Un très court roman qui nous emmène à la source de la création poétique japonaise, dans une histoire toute simple, on suit le parcours de Yuko qui va s'initier à l'univers du haïku.

Chaque chapitre est introduit avec un haïku. Le style est lui aussi très poétique, et si le texte est très court et donc très vite lu, on en sort avec l'envie de redécouvrir cette forme un peu étrange de poésie et le monde qu'elle nous permet de côtoyer, bien différents des formes habituelles de notre poésie occidentale.

Quelques extraits :

La poésie n’est pas un métier. C’est un passe-temps. Un poème, c’est une eau qui s’écoule. Comme cette rivière. Yuko plongea son regard dans l’eau silencieuse et fuyante. Puis il se tourna vers son père et lui dit : C’est ce que je veux faire. Je veux apprendre à regarder passer le temps.

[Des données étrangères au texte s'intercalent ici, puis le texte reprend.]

async fn run_dispatch(
    engine: Arc<dyn FeatureEngine>,
    router: Arc<CompletionRouter>,
    mut queue: DispatchQueue,
    shutdown: CancellationToken,
) {
    loop {
        let request = tokio::select! {
            biased;
            _ = shutdown.cancelled() => break,
            next = queue.rx.recv() => match next {
                Some(request) => request,
                None => break,
            },
        };
        dispatch_one(&engine, &router, request).await;
    }
    queue.rx.close();
    debug!("Dispatch task stopped");
}

async fn dispatch_one(
    engine: &Arc<dyn FeatureEngine>,
    router: &Arc<CompletionRouter>,
    mut request: Request,
) {
    let content = std::mem::take(&mut request.content);
    let buffer = match resolve_content(request.kind, &content).await {
        Ok(buffer) => buffer,
        Err(e) => {
            router.fail(&request, e);
            return;
        }
    };
    drop(content);

    let id = request.correlation_id;
    let mode = request.predict_mode;
    let max_faces = request.max_face_count;

    // Recorded before submitting: the engine may complete before submit returns.
    router.pending.insert(request);

    let engine = Arc::clone(engine);
    let code = tokio::task::spawn_blocking(move || engine.submit(id, mode, max_faces, &buffer))
        .await
        .unwrap_or_else(|e| {
            warn!(correlation_id = %id, error = %e, "Engine submit task failed");
            status::OTHER
        });

    if code != status::OK {
        if let Some(request) = router.pending.take(id) {
            router.fail(&request, RequestError::EngineRejected(code));
        }
    }
}

#[cfg(test)]
mod tests {
    use super::*;
    use crate::id::ConnectionId;
    use crate::protocol::{FaceRequest, FaceResponse};
    use crate::engine::EngineFeature;
    use pretty_assertions::assert_eq;
    use std::sync::atomic::{AtomicI32, AtomicUsize};
    use std::time::Duration;

    #[derive(Default)]
    struct ManualEngine {
        callback: Mutex<Option<CompletionCallback>>,
        submissions: Mutex<Vec<(CorrelationId, Vec<u8>)>>,
        reject_with: AtomicI32,
        uninits: AtomicUsize,
    }

    impl ManualEngine {
        fn complete(&self, id: CorrelationId, output: Option<EngineOutput>) {
            let callback = self.callback.lock().unwrap().clone().unwrap();
            callback(id, output);
        }

        fn submissions(&self) -> Vec<(CorrelationId, Vec<u8>)> {
            self.submissions.lock().unwrap().clone()
        }

        async fn wait_for_submissions(&self, n: usize) -> Vec<(CorrelationId, Vec<u8>)> {
            tokio::time::timeout(Duration::from_secs(5), async {
                loop {
                    let subs = self.submissions();
                    if subs.len() >= n {
                        return subs;
                    }
                    tokio::time::sleep(Duration::from_millis(5)).await;
                }
            })
            .await
            .expect("engine never saw the submission")
        }
    }

    impl FeatureEngine for ManualEngine {
        fn name(&self) -> &str {
            "manual"
        }

        fn init(&self, _params: &EngineInit, callback: CompletionCallback) -> i32 {
            *self.callback.lock().unwrap() = Some(callback);
            status::OK
        }

        fn submit(&self, id: CorrelationId, _mode: i32, _max: i32, buffer: &[u8]) -> i32 {
            self.submissions.lock().unwrap().push((id, buffer.to_vec()));
            self.reject_with.load(Ordering::SeqCst)
        }

        fn uninit(&self) {
            self.uninits.fetch_add(1, Ordering::SeqCst);
        }
    }

    struct ChannelSink(mpsc::UnboundedSender<(ConnectionId, FaceResponse)>);

    impl ResponseSink for ChannelSink {
        fn deliver(&self, connection: ConnectionId, response: FaceResponse) {
            let _ = self.0.send((connection, response));
        }
    }

    struct Harness {
        engine: Arc<ManualEngine>,
        gateway: EngineGateway,
        submitter: Submitter,
        responses: mpsc::UnboundedReceiver<(ConnectionId, FaceResponse)>,
        shutdown: CancellationToken,
    }

    impl Harness {
        async fn new() -> Self {
            let shutdown = CancellationToken::new();
            let engine = Arc::new(ManualEngine::default());
            let (tx, responses) = mpsc::unbounded_channel();
            let (submitter, queue) = dispatch_channel(shutdown.clone());
            let gateway = EngineGateway::start(
                engine.clone(),
                Arc::new(ChannelSink(tx)),
                EngineInit::default(),
                queue,
                shutdown.clone(),
            )
            .await
            .unwrap();
            Self {
                engine,
                gateway,
                submitter,
                responses,
                shutdown,
            }
        }

        async fn submit(&self, raw: &str, correlation: u64, connection: u64) {
            let wire: FaceRequest = serde_json::from_str(raw).unwrap();
            let request = Request::new(wire, CorrelationId(correlation), ConnectionId(connection));
            self.submitter.submit(request).await.unwrap();
        }

        async fn next_response(&mut self) -> (ConnectionId, FaceResponse) {
            tokio::time::timeout(Duration::from_secs(5), self.responses.recv())
                .await
                .expect("no response delivered")
                .expect("sink dropped")
        }

        async fn assert_no_response(&mut self) {
            let got = tokio::time::timeout(Duration::from_millis(100), self.responses.recv()).await;
            assert!(got.is_err(), "unexpected response: {got:?}");
        }
    }

    fn one_face() -> EngineOutput {
        EngineOutput {
            error_code: 0,
            features: vec![EngineFeature {
                metric: vec![0.5; 4],
                ..Default::default()
            }],
        }
    }

    #[tokio::test]
    async fn test_inline_request_round_trip() {
        let mut h = Harness::new().await;
        h.submit(
            r#"{"id":"r1","cmd":"feature","type":1,"content":"YWJjZA==","max_face_count":1}"#,
            10,
            3,
        )
        .await;

        let subs = h.engine.wait_for_submissions(1).await;
        assert_eq!(subs, vec![(CorrelationId(10), b"abcd".to_vec())]);
        assert_eq!(h.gateway.pending_count(), 1);

        h.engine.complete(CorrelationId(10), Some(one_face()));
        let (conn, resp) = h.next_response().await;
        assert_eq!(conn, ConnectionId(3));
        assert_eq!(resp.id, "r1");
        assert_eq!(resp.cmd, "feature");
        assert_eq!(resp.result, 0);
        assert_eq!(resp.content.unwrap()[0].metric, "0.5,0.5,0.5,0.5");
        assert_eq!(h.gateway.pending_count(), 0);
    }

    #[tokio::test]
    async fn test_invalid_base64_skips_engine() {
        let mut h = Harness::new().await;
        h.submit(r#"{"id":"r2","cmd":"feature","type":1,"content":"%%%"}"#, 1, 1)
            .await;

        let (_, resp) = h.next_response().await;
        assert_eq!(resp.result, -1);
        assert!(resp.content.is_none());
        assert!(h.engine.submissions().is_empty());
    }

    #[tokio::test]
    async fn test_missing_file_reports_not_found() {
        let mut h = Harness::new().await;
        h.submit(
            r#"{"id":"r3","cmd":"feature","type":0,"content":"/nonexistent/x.jpg"}"#,
            1,
            1,
        )
        .await;

        let (_, resp) = h.next_response().await;
        assert_eq!(resp.result, -2);
        assert!(h.engine.submissions().is_empty());
    }

    #[tokio::test]
    async fn test_engine_rejection_is_reported_once() {
        let mut h = Harness::new().await;
        h.engine.reject_with.store(7, Ordering::SeqCst);
        h.submit(r#"{"id":"r4","type":1,"content":"YWJjZA=="}"#, 4, 2).await;

        let (conn, resp) = h.next_response().await;
        assert_eq!(conn, ConnectionId(2));
        assert_eq!(resp.result, 7);
        assert_eq!(h.gateway.pending_count(), 0);

        // A stray completion for the rejected id must not produce a second response.
        h.engine.complete(CorrelationId(4), Some(one_face()));
        h.assert_no_response().await;
    }

    #[tokio::test]
    async fn test_unknown_and_duplicate_completions_are_ignored() {
        let mut h = Harness::new().await;
        h.engine.complete(CorrelationId(99), Some(one_face()));
        h.assert_no_response().await;

        h.submit(r#"{"id":"r5","type":1,"content":"YWJjZA=="}"#, 5, 1).await;
        h.engine.wait_for_submissions(1).await;
        h.engine.complete(CorrelationId(5), Some(one_face()));
        h.engine.complete(CorrelationId(5), Some(one_face()));

        let (_, resp) = h.next_response().await;
        assert_eq!(resp.result, 0);
        h.assert_no_response().await;
    }

    #[tokio::test]
    async fn test_completion_error_mapping() {
        let mut h = Harness::new().await;
        for id in 0..3 {
            h.submit(r#"{"id":"m","type":1,"content":"YWJjZA=="}"#, id, 1).await;
        }
        h.engine.wait_for_submissions(3).await;

        h.engine.complete(CorrelationId(0), None);
        h.engine.complete(
            CorrelationId(1),
            Some(EngineOutput {
                error_code: 6,
                features: vec![],
            }),
        );
        h.engine.complete(CorrelationId(2), Some(EngineOutput::default()));

        assert_eq!(h.next_response().await.1.result, -3);
        assert_eq!(h.next_response().await.1.result, 6);
        assert_eq!(h.next_response().await.1.result, -3);
    }

    #[tokio::test]
    async fn test_submit_after_shutdown_fails() {
        let h = Harness::new().await;
        h.shutdown.cancel();
        let request = Request::new(FaceRequest::default(), CorrelationId(0), ConnectionId(0));
        assert!(matches!(
            h.submitter.submit(request).await,
            Err(SubmitError::ShuttingDown)
        ));
    }

    #[tokio::test]
    async fn test_blocked_submit_is_released_by_shutdown() {
        let shutdown = CancellationToken::new();
        let (submitter, _queue) = dispatch_channel(shutdown.clone());
        let request = |n| Request::new(FaceRequest::default(), CorrelationId(n), ConnectionId(1));

        // Nobody drains the queue, so the second submit waits for the slot.
        submitter.submit(request(0)).await.unwrap();
        let waiting = tokio::spawn({
            let submitter = submitter.clone();
            let second = request(1);
            async move { submitter.submit(second).await }
        });
        tokio::time::sleep(Duration::from_millis(50)).await;
        assert!(!waiting.is_finished());

        shutdown.cancel();
        let result = tokio::time::timeout(Duration::from_secs(5), waiting)
            .await
            .expect("submit stayed blocked")
            .unwrap();
        assert!(matches!(result, Err(SubmitError::ShuttingDown)));
    }

    #[tokio::test]
    async fn test_release_uninits_once() {
        let h = Harness::new().await;
        h.shutdown.cancel();
        h.gateway.release().await;
        h.gateway.release().await;
        assert_eq!(h.engine.uninits.load(Ordering::SeqCst), 1);
    }

    #[tokio::test]
    async fn test_init_failure() {
        struct FailingEngine;
        impl FeatureEngine for FailingEngine {
            fn name(&self) -> &str {
                "failing"
            }
            fn init(&self, _: &EngineInit, _: CompletionCallback) -> i32 {
                status::CONFIG_ERROR
            }
            fn submit(&self, _: CorrelationId, _: i32, _: i32, _: &[u8]) -> i32 {
                status::UNINIT
            }
            fn uninit(&self) {}
        }

        let shutdown = CancellationToken::new();
        let (tx, _rx) = mpsc::unbounded_channel();
        let (_submitter, queue) = dispatch_channel(shutdown.clone());
        let result = EngineGateway::start(
            Arc::new(FailingEngine),
            Arc::new(ChannelSink(tx)),
            EngineInit::default(),
            queue,
            shutdown,
        )
        .await;
        assert!(matches!(result, Err(GatewayError::Init(13))));
    }

    #[test]
    fn test_request_error_codes() {
        assert_eq!(RequestError::InvalidParameters("x".into()).code(), -1);
        assert_eq!(RequestError::NoFeatureFound.code(), -3);
        assert_eq!(RequestError::EngineRejected(2).code(), 2);
        assert_eq!(RequestError::EngineReported(100).code(), 100);
    }
}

Un matin, le bruit du pot d’eau qui éclate dans la tête fait germer une goutte de poésie, réveille l’âme et lui confère sa beauté. C’est le moment de dire l’indicible. C’est le moment de voyager sans bouger. C’est le moment de devenir poète.

Ne rien enjoliver. Ne pas parler. Regarder et écrire. En peu de mots. Dix-sept syllabes. Un haïku.

Un matin, on se réveille. Il est temps de se retirer du monde pour mieux s’en étonner. Un matin, on prend le temps de se regarder vivre.

Mais il savait une chose, une seule chose, triste et belle : c’est qu’il allait vieillir, bien sûr, et finir par mourir un jour, mais jamais l’amour qu’il portait à cette femme ne mourrait, et pas davantage ce visage endormi sous la glace ne vieillirait.

Oui, une femme. Car l’amour est bien le plus difficile des arts. Et écrire, danser, composer, peindre, c’est la même chose qu’aimer. C’est du funambulisme. Le plus difficile, c’est d’avancer sans tomber. Soseki, lui, a fini par tomber pour l’amour d’une femme. Seul l’art l’a sauvé du désespoir et de la mort. Mais c’est une longue histoire, et elle va t’ennuyer, je crois.

Neige était devenue funambule par souci d’équilibre. Elle, dont la vie se déroulait comme un fil tortueux, entrelacé de nœuds que nouaient et dénouaient la sinuosité du hasard et la platitude de l’existence, excellait dans l’art subtil et périlleux consistant à évoluer sur une corde raide.

Pourquoi ? En vérité, le poète, le vrai poète, possède l’art du funambule. Écrire, c’est avancer mot à mot sur un fil de beauté, le fil d’un poème, d’une œuvre, d’une histoire couchée sur un papier de soie. Écrire, c’est avancer pas à pas, page après page, sur le chemin du livre. Le plus difficile, ce n’est pas de s’élever du sol et de tenir en équilibre, aidé du balancier de sa plume, sur le fil du langage. Ce n’est pas non plus d’aller tout droit, en une ligne continue parfois entrecoupée de vertiges aussi furtifs que la chute d’une virgule, ou que l’obstacle d’un point. Non, le plus difficile, pour le poète, c’est de rester continuellement sur ce fil qu’est l’écriture, de vivre chaque heure de sa vie à hauteur du rêve, de ne jamais redescendre, ne serait-ce qu’un instant, de la corde de son imaginaire. En vérité, le plus difficile, c’est de devenir un funambule du verbe.

Il y a deux sortes de gens. Il y a ceux qui vivent, jouent et meurent. Et il y a ceux qui ne font jamais rien d’autre que se tenir en équilibre sur l’arête de la vie. Il y a les acteurs. Et il y a les funambules.